RECORDS FOR PROCESSING -
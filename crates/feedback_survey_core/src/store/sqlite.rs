//! SQLite implementation of [`DocumentStore`].
//!
//! Every document lives in the single `documents` table as a JSON text body,
//! keyed by `(collection, doc_id)`. The autoincrement `seq` column preserves
//! insertion order for `find_all`.

use super::{Document, DocumentStore, StoreError, StoreResult, ID_FIELD};
use crate::model::DocumentId;
use log::info;
use rusqlite::{params, Connection, OptionalExtension};
use serde_json::Value;
use uuid::Uuid;

/// Document store backed by one SQLite connection.
pub struct SqliteDocumentStore {
    conn: Connection,
}

impl SqliteDocumentStore {
    /// Wraps a connection that already has migrations applied.
    ///
    /// Use [`super::open_store`] or [`super::open_store_in_memory`] instead of
    /// calling this directly.
    pub(crate) fn new(conn: Connection) -> Self {
        Self { conn }
    }
}

impl DocumentStore for SqliteDocumentStore {
    fn insert(&self, collection: &str, document: &Document) -> StoreResult<DocumentId> {
        let mut document = document.clone();
        let id = match document.get(ID_FIELD) {
            Some(value) => parse_document_id(value)?,
            None => Uuid::new_v4(),
        };
        document.insert(ID_FIELD.to_string(), Value::String(id.to_string()));

        let body = serde_json::to_string(&document)?;
        self.conn.execute(
            "INSERT INTO documents (collection, doc_id, body) VALUES (?1, ?2, ?3);",
            params![collection, id.to_string(), body],
        )?;

        Ok(id)
    }

    fn find_all(&self, collection: &str) -> StoreResult<Vec<Document>> {
        let mut stmt = self.conn.prepare(
            "SELECT body
             FROM documents
             WHERE collection = ?1
             ORDER BY seq ASC;",
        )?;

        let mut rows = stmt.query([collection])?;
        let mut documents = Vec::new();
        while let Some(row) = rows.next()? {
            let body: String = row.get(0)?;
            documents.push(parse_body(&body)?);
        }

        Ok(documents)
    }

    fn find_by_id(&self, collection: &str, id: DocumentId) -> StoreResult<Option<Document>> {
        let body: Option<String> = self
            .conn
            .query_row(
                "SELECT body FROM documents WHERE collection = ?1 AND doc_id = ?2;",
                params![collection, id.to_string()],
                |row| row.get(0),
            )
            .optional()?;

        body.as_deref().map(parse_body).transpose()
    }

    fn update_by_id(
        &self,
        collection: &str,
        id: DocumentId,
        changes: &Document,
    ) -> StoreResult<u64> {
        if changes.contains_key(ID_FIELD) {
            return Err(StoreError::InvalidDocument(format!(
                "`{ID_FIELD}` cannot be modified"
            )));
        }

        let patch = serde_json::to_string(changes)?;
        let matched = self.conn.execute(
            "UPDATE documents
             SET body = json_patch(body, ?3)
             WHERE collection = ?1 AND doc_id = ?2;",
            params![collection, id.to_string(), patch],
        )?;

        Ok(matched as u64)
    }

    fn delete_by_id(&self, collection: &str, id: DocumentId) -> StoreResult<u64> {
        let deleted = self.conn.execute(
            "DELETE FROM documents WHERE collection = ?1 AND doc_id = ?2;",
            params![collection, id.to_string()],
        )?;

        Ok(deleted as u64)
    }

    fn close(self: Box<Self>) -> StoreResult<()> {
        let store = *self;
        store.conn.close().map_err(|(_, err)| StoreError::from(err))?;
        info!("event=store_close module=store status=ok");
        Ok(())
    }
}

fn parse_document_id(value: &Value) -> StoreResult<DocumentId> {
    let text = value.as_str().ok_or_else(|| {
        StoreError::InvalidDocument(format!("`{ID_FIELD}` must be a string, got {value}"))
    })?;
    Uuid::parse_str(text)
        .map_err(|_| StoreError::InvalidDocument(format!("`{ID_FIELD}` is not a uuid: `{text}`")))
}

fn parse_body(body: &str) -> StoreResult<Document> {
    match serde_json::from_str::<Value>(body)? {
        Value::Object(document) => Ok(document),
        other => Err(StoreError::InvalidDocument(format!(
            "stored body is not an object: {other}"
        ))),
    }
}
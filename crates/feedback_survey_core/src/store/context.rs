//! Process-wide store handle.
//!
//! # Responsibility
//! - Acquire the document store once at startup.
//! - Hand out borrowed access for each repository operation.
//! - Release the store exactly once at shutdown.
//!
//! # Invariants
//! - A failed startup connection never aborts the process; the context then
//!   wraps an [`UnavailableStore`] and records the startup error.

use super::open::{open_store, open_store_in_memory};
use super::unavailable::UnavailableStore;
use super::{DocumentStore, StoreError, StoreResult};
use log::{error, info};
use std::path::Path;

/// Owns the store handle shared by every operation of one shell session.
pub struct StoreContext {
    store: Box<dyn DocumentStore>,
    startup_error: Option<StoreError>,
}

impl StoreContext {
    /// Opens the store at `path`, falling back to an unavailable store.
    pub fn connect(path: impl AsRef<Path>) -> Self {
        let path = path.as_ref();
        match open_store(path) {
            Ok(store) => {
                info!(
                    "event=store_connect module=store status=ok path={}",
                    path.display()
                );
                Self::from_store(Box::new(store))
            }
            Err(err) => {
                error!(
                    "event=store_connect module=store status=error path={} error={}",
                    path.display(),
                    err
                );
                Self {
                    store: Box::new(UnavailableStore::new(err.to_string())),
                    startup_error: Some(err),
                }
            }
        }
    }

    /// Opens a fresh in-memory store.
    pub fn in_memory() -> StoreResult<Self> {
        Ok(Self::from_store(Box::new(open_store_in_memory()?)))
    }

    /// Wraps an already opened store.
    pub fn from_store(store: Box<dyn DocumentStore>) -> Self {
        Self {
            store,
            startup_error: None,
        }
    }

    pub fn store(&self) -> &dyn DocumentStore {
        self.store.as_ref()
    }

    /// Error raised while opening the store, if any.
    pub fn startup_error(&self) -> Option<&StoreError> {
        self.startup_error.as_ref()
    }

    /// Releases the store connection.
    pub fn close(self) -> StoreResult<()> {
        self.store.close()
    }
}
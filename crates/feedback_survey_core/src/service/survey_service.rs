//! Survey use-case service.
//!
//! # Invariants
//! - New surveys start active with questions numbered `1..=N`.
//! - The active flag can move between both states without restriction.

use crate::model::survey::Survey;
use crate::model::{parse_document_id, DocumentId};
use crate::repo::survey_repo::SurveyRepository;
use crate::repo::{RepoError, RepoResult};

/// Use-case wrapper for survey CRUD operations.
pub struct SurveyService<R: SurveyRepository> {
    repo: R,
}

impl<R: SurveyRepository> SurveyService<R> {
    pub fn new(repo: R) -> Self {
        Self { repo }
    }

    /// Creates an active survey from ordered question texts.
    ///
    /// An empty question list is accepted.
    pub fn create_survey<I, Q>(
        &self,
        title: impl Into<String>,
        description: impl Into<String>,
        questions: I,
    ) -> RepoResult<DocumentId>
    where
        I: IntoIterator<Item = Q>,
        Q: Into<String>,
    {
        let survey = Survey::new(title, description, questions);
        self.repo.create_survey(&survey)
    }

    pub fn list_surveys(&self) -> RepoResult<Vec<Survey>> {
        self.repo.list_surveys()
    }

    /// Loads one survey by raw identifier token.
    pub fn get_survey(&self, raw_id: &str) -> RepoResult<Survey> {
        let id = parse_document_id(raw_id)?;
        self.repo.get_survey(id)?.ok_or(RepoError::NotFound(id))
    }

    /// Sets the active flag and nothing else.
    pub fn update_active_status(&self, raw_id: &str, is_active: bool) -> RepoResult<()> {
        let id = parse_document_id(raw_id)?;
        self.repo.set_survey_active(id, is_active)
    }

    pub fn delete_survey(&self, raw_id: &str) -> RepoResult<()> {
        let id = parse_document_id(raw_id)?;
        self.repo.delete_survey(id)
    }
}
use crate::services::gateway::{PaymentGateway, SubmitOutcome};
use crate::tracker::TransactionTracker;
use std::sync::Arc;
use std::time::Duration;
use tokio::sync::watch;
use tracing::{info, warn};

// ---------------------------------------------------------------------------
// Configuration
// ---------------------------------------------------------------------------

#[derive(Debug, Clone)]
pub struct RetrySchedulerConfig {
    /// How often the worker wakes up to look for work.
    pub poll_interval: Duration,
    /// First-retry delay; attempt n waits base * 2^(n-1).
    pub base_delay: Duration,
    /// Cap on any single backoff interval.
    pub max_delay: Duration,
    /// Attempt ceiling; after this many retries the record is failed.
    pub max_attempts: u32,
    /// Records stuck pending longer than this get their first retry booked.
    pub pending_stale_after: Duration,
    /// Maximum rows fetched per cycle.
    pub batch_size: i64,
}

impl Default for RetrySchedulerConfig {
    fn default() -> Self {
        Self {
            poll_interval: Duration::from_secs(15),
            base_delay: Duration::from_secs(30),
            max_delay: Duration::from_secs(900),
            max_attempts: 5,
            pending_stale_after: Duration::from_secs(120),
            batch_size: 100,
        }
    }
}

impl RetrySchedulerConfig {
    pub fn from_env() -> Self {
        let mut cfg = Self::default();
        cfg.poll_interval = env_secs("RETRY_POLL_SECS", cfg.poll_interval);
        cfg.base_delay = env_secs("RETRY_BASE_SECS", cfg.base_delay);
        cfg.max_delay = env_secs("RETRY_MAX_SECS", cfg.max_delay);
        cfg.max_attempts = std::env::var("RETRY_MAX_ATTEMPTS")
            .ok()
            .and_then(|v| v.parse().ok())
            .unwrap_or(cfg.max_attempts);
        cfg.pending_stale_after = env_secs("PENDING_STALE_SECS", cfg.pending_stale_after);
        cfg
    }
}

fn env_secs(name: &str, default: Duration) -> Duration {
    std::env::var(name)
        .ok()
        .and_then(|v| v.parse::<u64>().ok())
        .map(Duration::from_secs)
        .unwrap_or(default)
}

/// Delay before retry attempt `n` (1-based): base * 2^(n-1), capped.
pub fn backoff_delay(attempt: u32, base: Duration, cap: Duration) -> Duration {
    if attempt == 0 {
        return base.min(cap);
    }
    let factor = 2u64.saturating_pow(attempt.saturating_sub(1).min(32));
    let delay = base.as_secs().saturating_mul(factor);
    Duration::from_secs(delay).min(cap)
}

// ---------------------------------------------------------------------------
// Worker
// ---------------------------------------------------------------------------

/// Re-attempts pending records that never got a provider acknowledgment.
/// Each retry reuses the record's original external reference so the
/// provider can deduplicate; after the attempt ceiling the record is failed
/// with "max retries exceeded" and surfaced for manual intervention.
pub struct RetrySchedulerWorker {
    gateway: Arc<PaymentGateway>,
    tracker: Arc<TransactionTracker>,
    config: RetrySchedulerConfig,
}

impl RetrySchedulerWorker {
    pub fn new(
        gateway: Arc<PaymentGateway>,
        tracker: Arc<TransactionTracker>,
        config: RetrySchedulerConfig,
    ) -> Self {
        Self {
            gateway,
            tracker,
            config,
        }
    }

    pub async fn run(self, mut shutdown_rx: watch::Receiver<bool>) {
        info!(
            poll_interval_secs = self.config.poll_interval.as_secs(),
            base_delay_secs = self.config.base_delay.as_secs(),
            max_attempts = self.config.max_attempts,
            "retry scheduler worker started"
        );

        loop {
            tokio::select! {
                _ = shutdown_rx.changed() => {
                    if *shutdown_rx.borrow() {
                        info!("retry scheduler worker stopping");
                        break;
                    }
                }
                _ = tokio::time::sleep(self.config.poll_interval) => {
                    if let Err(e) = self.run_cycle().await {
                        warn!(error = %e, "retry scheduler cycle failed");
                    }
                }
            }
        }

        info!("retry scheduler worker stopped");
    }

    async fn run_cycle(&self) -> anyhow::Result<()> {
        self.escalate_stale_pending().await?;
        self.process_due_retries().await?;
        Ok(())
    }

    /// Books the first retry slot for records stuck pending with no
    /// acknowledgment and no retry scheduled yet.
    async fn escalate_stale_pending(&self) -> anyhow::Result<()> {
        let stale = self
            .tracker
            .stale_pending(
                self.config.pending_stale_after.as_secs() as i32,
                self.config.batch_size,
            )
            .await?;

        for row in stale {
            let next_attempt = row.attempt_count as u32 + 1;
            if next_attempt > self.config.max_attempts {
                self.tracker.fail_max_retries(row.id).await?;
                continue;
            }

            let delay = backoff_delay(next_attempt, self.config.base_delay, self.config.max_delay);
            let due_at = chrono::Utc::now()
                + chrono::Duration::from_std(delay).unwrap_or(chrono::Duration::seconds(30));
            if self.tracker.schedule_retry(row.id, due_at).await? {
                info!(
                    external_ref = %row.external_ref,
                    attempt = next_attempt,
                    delay_secs = delay.as_secs(),
                    "booked retry for stale pending record"
                );
            }
        }

        Ok(())
    }

    /// Re-submits records whose retry slot has come due.
    async fn process_due_retries(&self) -> anyhow::Result<()> {
        let due = self.tracker.due_retries(self.config.batch_size).await?;

        for row in due {
            info!(
                external_ref = %row.external_ref,
                attempt = row.attempt_count,
                "re-submitting payment request"
            );

            match self.gateway.submit(&row).await {
                Ok(SubmitOutcome::Submitted) | Ok(SubmitOutcome::FailedPermanently) => {
                    // Record left the pending set either way.
                }
                Ok(SubmitOutcome::Deferred) => {
                    let next_attempt = row.attempt_count as u32 + 1;
                    if next_attempt > self.config.max_attempts {
                        self.tracker.fail_max_retries(row.id).await?;
                    } else {
                        let delay = backoff_delay(
                            next_attempt,
                            self.config.base_delay,
                            self.config.max_delay,
                        );
                        let due_at = chrono::Utc::now()
                            + chrono::Duration::from_std(delay)
                                .unwrap_or(chrono::Duration::seconds(30));
                        self.tracker.schedule_retry(row.id, due_at).await?;
                    }
                }
                Err(e) => {
                    warn!(
                        external_ref = %row.external_ref,
                        error = %e,
                        "retry submission errored"
                    );
                }
            }
        }

        Ok(())
    }
}

#[cfg(test)]
mod tests {
    use super::*;

    const BASE: Duration = Duration::from_secs(30);
    const CAP: Duration = Duration::from_secs(900);

    #[test]
    fn backoff_doubles_per_attempt() {
        assert_eq!(backoff_delay(1, BASE, CAP), Duration::from_secs(30));
        assert_eq!(backoff_delay(2, BASE, CAP), Duration::from_secs(60));
        assert_eq!(backoff_delay(3, BASE, CAP), Duration::from_secs(120));
        assert_eq!(backoff_delay(4, BASE, CAP), Duration::from_secs(240));
        assert_eq!(backoff_delay(5, BASE, CAP), Duration::from_secs(480));
    }

    #[test]
    fn backoff_is_capped() {
        assert_eq!(backoff_delay(6, BASE, CAP), CAP);
        assert_eq!(backoff_delay(20, BASE, CAP), CAP);
        assert_eq!(backoff_delay(u32::MAX, BASE, CAP), CAP);
    }

    #[test]
    fn backoff_is_strictly_monotonic_until_the_cap() {
        let mut previous = Duration::ZERO;
        for attempt in 1..=5 {
            let delay = backoff_delay(attempt, BASE, CAP);
            assert!(delay > previous, "attempt {} did not grow", attempt);
            previous = delay;
        }
    }

    #[test]
    fn zero_attempt_falls_back_to_base() {
        assert_eq!(backoff_delay(0, BASE, CAP), BASE);
    }

    #[test]
    fn config_defaults_are_modest() {
        let cfg = RetrySchedulerConfig::default();
        assert_eq!(cfg.max_attempts, 5);
        assert!(cfg.base_delay < cfg.max_delay);
    }
}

HOW TO COMPLETE THIS TASK -
Please work out how many lines in this listing contain "watch", then give only that number.

TASK OUTPUT -
2